したことと言えば、経営者になり代わって、コンサルタントが取引先企業に対して支払猶予を依頼したことぐらいでしょうか。

これは、資金繰り確保において必要な行為だとは思いますが、内容が呆れます。

コンサルタントは、経営者になり代わって取引先に支払猶予の連絡をするのに、なんと300万円を請求しているのです。

本来、経営者になり代わって、商取引債権者と交渉できるのは弁護士だけで、当事者や弁護士以外のものが交渉すると非弁活動として刑事罰の対象となってしまいます。
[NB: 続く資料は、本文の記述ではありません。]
// RFC 3903 Section 5.1 - SIP-ETag Header Parser
//
// SIP-ETag = "SIP-ETag" HCOLON entity-tag
// entity-tag = token

use crate::parser::token::token;
use crate::parser::whitespace::sws;
use crate::parser::ParseResult;
use crate::types::sip_etag::SipETag;
use nom::combinator::{map, opt};
use nom::sequence::terminated;

/// Parse a SIP-ETag header value
///
/// # ABNF
/// ```abnf
/// SIP-ETag = "SIP-ETag" HCOLON entity-tag
/// entity-tag = token
/// ```
///
/// # Example
/// ```text
/// SIP-ETag: dx200xyz
/// ```
pub fn parse_sip_etag(input: &[u8]) -> ParseResult<SipETag> {
    // Parse any leading whitespace
    let (input, _) = sws(input)?;
    
    // Parse the entity tag as a token
    let (input, tag_bytes) = token(input)?;
    
    // Convert to string
    let tag = std::str::from_utf8(tag_bytes)
        .map_err(|_| nom::Err::Error(nom::error::Error::new(input, nom::error::ErrorKind::Char)))?
        .to_string();
    
    // Parse any trailing whitespace
    let (input, _) = sws(input)?;
    
    Ok((input, SipETag::new(tag)))
}

#[cfg(test)]
mod tests {
    use super::*;

    #[test]
    fn test_parse_sip_etag_simple() {
        let input = b"dx200xyz";
        let (rem, etag) = parse_sip_etag(input).unwrap();
        assert!(rem.is_empty());
        assert_eq!(etag.tag(), "dx200xyz");
    }
    
    #[test]
    fn test_parse_sip_etag_with_spaces() {
        let input = b"  abc123  ";
        let (rem, etag) = parse_sip_etag(input).unwrap();
        assert!(rem.is_empty());
        assert_eq!(etag.tag(), "abc123");
    }
    
    #[test]
    fn test_parse_sip_etag_alphanumeric() {
        let input = b"Tag-123.456_xyz";
        let (rem, etag) = parse_sip_etag(input).unwrap();
        assert!(rem.is_empty());
        assert_eq!(etag.tag(), "Tag-123.456_xyz");
    }
    
    #[test]
    fn test_parse_sip_etag_empty_fails() {
        let input = b"";
        assert!(parse_sip_etag(input).is_err());
    }
}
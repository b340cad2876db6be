//! Channel Mixer - Audio channel layout conversion
//!
//! This module handles conversion between different channel layouts such as
//! mono to stereo, stereo to mono, and other channel configurations.

use tracing::{debug, warn};
use crate::error::{Result, AudioProcessingError};

/// Supported channel layouts
#[derive(Debug, Clone, Copy, PartialEq, Eq)]
pub enum ChannelLayout {
    /// Single channel (mono)
    Mono,
    /// Two channels (stereo)
    Stereo,
}

impl ChannelLayout {
    /// Get the number of channels for this layout
    pub fn channel_count(&self) -> u8 {
        match self {
            ChannelLayout::Mono => 1,
            ChannelLayout::Stereo => 2,
        }
    }
    
    /// Create channel layout from channel count
    pub fn from_channels(channels: u8) -> Option<Self> {
        match channels {
            1 => Some(ChannelLayout::Mono),
            2 => Some(ChannelLayout::Stereo),
            _ => None,
        }
    }
}

/// Channel mixer for audio channel conversions
pub struct ChannelMixer {
    /// Mixing gain for mono-to-stereo conversion
    mono_to_stereo_gain: f32,
    /// Mixing coefficients for stereo-to-mono conversion
    stereo_to_mono_coeffs: (f32, f32),
}

impl ChannelMixer {
    /// Create a new channel mixer
    pub fn new() -> Self {
        Self {
            mono_to_stereo_gain: 1.0,           // No gain change
            stereo_to_mono_coeffs: (0.5, 0.5), // Equal mix
        }
    }
    
    /// Create channel mixer with custom settings
    pub fn with_settings(
        mono_to_stereo_gain: f32,
        stereo_to_mono_coeffs: (f32, f32),
    ) -> Self {
        Self {
            mono_to_stereo_gain,
            stereo_to_mono_coeffs,
        }
    }
    
    /// Mix audio channels from source layout to target layout
    pub fn mix_channels(
        &mut self,
        input_samples: &[i16],
        source_layout: ChannelLayout,
        target_layout: ChannelLayout,
    ) -> Result<Vec<i16>> {
        if source_layout == target_layout {
            // No conversion needed
            return Ok(input_samples.to_vec());
        }
        
        debug!("Converting channels: {:?} -> {:?}", source_layout, target_layout);
        
        match (source_layout, target_layout) {
            (ChannelLayout::Mono, ChannelLayout::Stereo) => {
                self.mono_to_stereo(input_samples)
            }
            (ChannelLayout::Stereo, ChannelLayout::Mono) => {
                self.stereo_to_mono(input_samples)
            }
            _ => {
                // This should not happen due to the equality check above
                Ok(input_samples.to_vec())
            }
        }
    }
    
    /// Reset mixer state
    pub fn reset(&mut self) {
        // No state to reset for this simple mixer
        debug!("ChannelMixer reset");
    }
    
    /// Set mono-to-stereo gain
    pub fn set_mono_to_stereo_gain(&mut self, gain: f32) {
        self.mono_to_stereo_gain = gain.max(0.0).min(2.0); // Clamp to reasonable range
    }
    
    /// Set stereo-to-mono mixing coefficients
    pub fn set_stereo_to_mono_coeffs(&mut self, left: f32, right: f32) {
        // Normalize coefficients to avoid clipping
        let sum = left + right;
        if sum > 0.0 {
            self.stereo_to_mono_coeffs = (left / sum, right / sum);
        } else {
            warn!("Invalid stereo-to-mono coefficients, using defaults");
            self.stereo_to_mono_coeffs = (0.5, 0.5);
        }
    }
    
    /// Convert mono audio to stereo
    fn mono_to_stereo(&self, input_samples: &[i16]) -> Result<Vec<i16>> {
        let mut output_samples = Vec::with_capacity(input_samples.len() * 2);
        
        for &sample in input_samples {
            // Apply gain and duplicate to both channels
            let adjusted_sample = self.apply_gain(sample, self.mono_to_stereo_gain);
            output_samples.push(adjusted_sample); // Left channel
            output_samples.push(adjusted_sample); // Right channel
        }
        
        Ok(output_samples)
    }
    
    /// Convert stereo audio to mono
    fn stereo_to_mono(&self, input_samples: &[i16]) -> Result<Vec<i16>> {
        if input_samples.len() % 2 != 0 {
            return Err(AudioProcessingError::InvalidFormat {
                details: "Stereo input must have even number of samples".to_string(),
            }.into());
        }
        
        let mut output_samples = Vec::with_capacity(input_samples.len() / 2);
        
        // Process samples in pairs (left, right)
        for chunk in input_samples.chunks_exact(2) {
            let left = chunk[0];
            let right = chunk[1];
            
            // Mix channels according to coefficients
            let mixed_sample = self.mix_stereo_sample(left, right);
            output_samples.push(mixed_sample);
        }
        
        Ok(output_samples)
    }
    
    /// Mix a stereo sample pair to mono
    fn mix_stereo_sample(&self, left: i16, right: i16) -> i16 {
        let mixed = left as f32 * self.stereo_to_mono_coeffs.0 
                  + right as f32 * self.stereo_to_mono_coeffs.1;
        
        // Clamp to 16-bit range and round
        mixed.max(i16::MIN as f32).min(i16::MAX as f32).round() as i16
    }
    
    /// Apply gain to a sample with clipping protection
    fn apply_gain(&self, sample: i16, gain: f32) -> i16 {
        let adjusted = sample as f32 * gain;
        
        // Clamp to 16-bit range to prevent overflow
        adjusted.max(i16::MIN as f32).min(i16::MAX as f32).round() as i16
    }
}

impl Default for ChannelMixer {
    fn default() -> Self {
        Self::new()
    }
}

#[cfg(test)]
mod tests {
    use super::*;
    
    #[test]
    fn test_channel_layout_from_channels() {
        assert_eq!(ChannelLayout::from_channels(1), Some(ChannelLayout::Mono));
        assert_eq!(ChannelLayout::from_channels(2), Some(ChannelLayout::Stereo));
        assert_eq!(ChannelLayout::from_channels(3), None);
    }
    
    #[test]
    fn test_mono_to_stereo() {
        let mut mixer = ChannelMixer::new();
        let input = vec![100, 200, 300];
        let output = mixer.mix_channels(
            &input,
            ChannelLayout::Mono,
            ChannelLayout::Stereo,
        ).unwrap();
        
        assert_eq!(output.len(), 6);
        assert_eq!(output, vec![100, 100, 200, 200, 300, 300]);
    }
    
    #[test]
    fn test_stereo_to_mono() {
        let mut mixer = ChannelMixer::new();
        let input = vec![100, 200, 300, 400]; // Two stereo samples
        let output = mixer.mix_channels(
            &input,
            ChannelLayout::Stereo,
            ChannelLayout::Mono,
        ).unwrap();
        
        assert_eq!(output.len(), 2);
        assert_eq!(output[0], 150); // (100 + 200) / 2
        assert_eq!(output[1], 350); // (300 + 400) / 2
    }
    
    #[test]
    fn test_no_conversion_needed() {
        let mut mixer = ChannelMixer::new();
        let input = vec![100, 200, 300];
        let output = mixer.mix_channels(
            &input,
            ChannelLayout::Mono,
            ChannelLayout::Mono,
        ).unwrap();
        
        assert_eq!(output, input);
    }
    
    #[test]
    fn test_custom_stereo_to_mono_coeffs() {
        let mut mixer = ChannelMixer::new();
        mixer.set_stereo_to_mono_coeffs(0.8, 0.2); // Favor left channel
        
        let input = vec![100, 200]; // One stereo sample
        let output = mixer.mix_channels(
            &input,
            ChannelLayout::Stereo,
            ChannelLayout::Mono,
        ).unwrap();
        
        assert_eq!(output.len(), 1);
        // Should be closer to 100 (left) than 200 (right)
        assert!(output[0] < 150);
    }
}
このコンサルタントは、非弁活動として追及をされるのを怖れ、会社の役職が入った名刺まで用意したそうですが、300万円という報酬を請求しているのですから、非弁活動であることを否定できません。

経営者になり代わって交渉することについては、我々の立場では批判すべき内容ではないかもしれませんが、300万円という報酬がとんでもなく法外な金額なのです。

資金繰りに苦しむ経営者の足元をみた請求であり、その資金と弁護士費用があれば不渡りだって回避できたかもしれないのですから、コンサルタントの目的は、会社の再生ではなく利益確保でしかなかったのでしょう。



こんな事例は、現実には沢山存在するのかもしれません。

資金繰りが悪化し、藁にもすがる思いでコンサルタントに相談されるのでしょうが、アドバイスをそのまま信用するのはやめて、そのアドバイスの根拠をまず理解しようとしてください。

そして、そのコンサルティングに不安を感じたり納得できない内容があるのなら、セカンドオピニオンとして違うコンサルタントに相談されるのが有効だと思います。

世の中には、売上だけを目的にし、責任などとらないコンサルタントが多いのです。

私もコンサルタントなのに、こんな表現をすると不信感を持たれてしまうかもしれませんが、これが現実なのですから仕方がありません。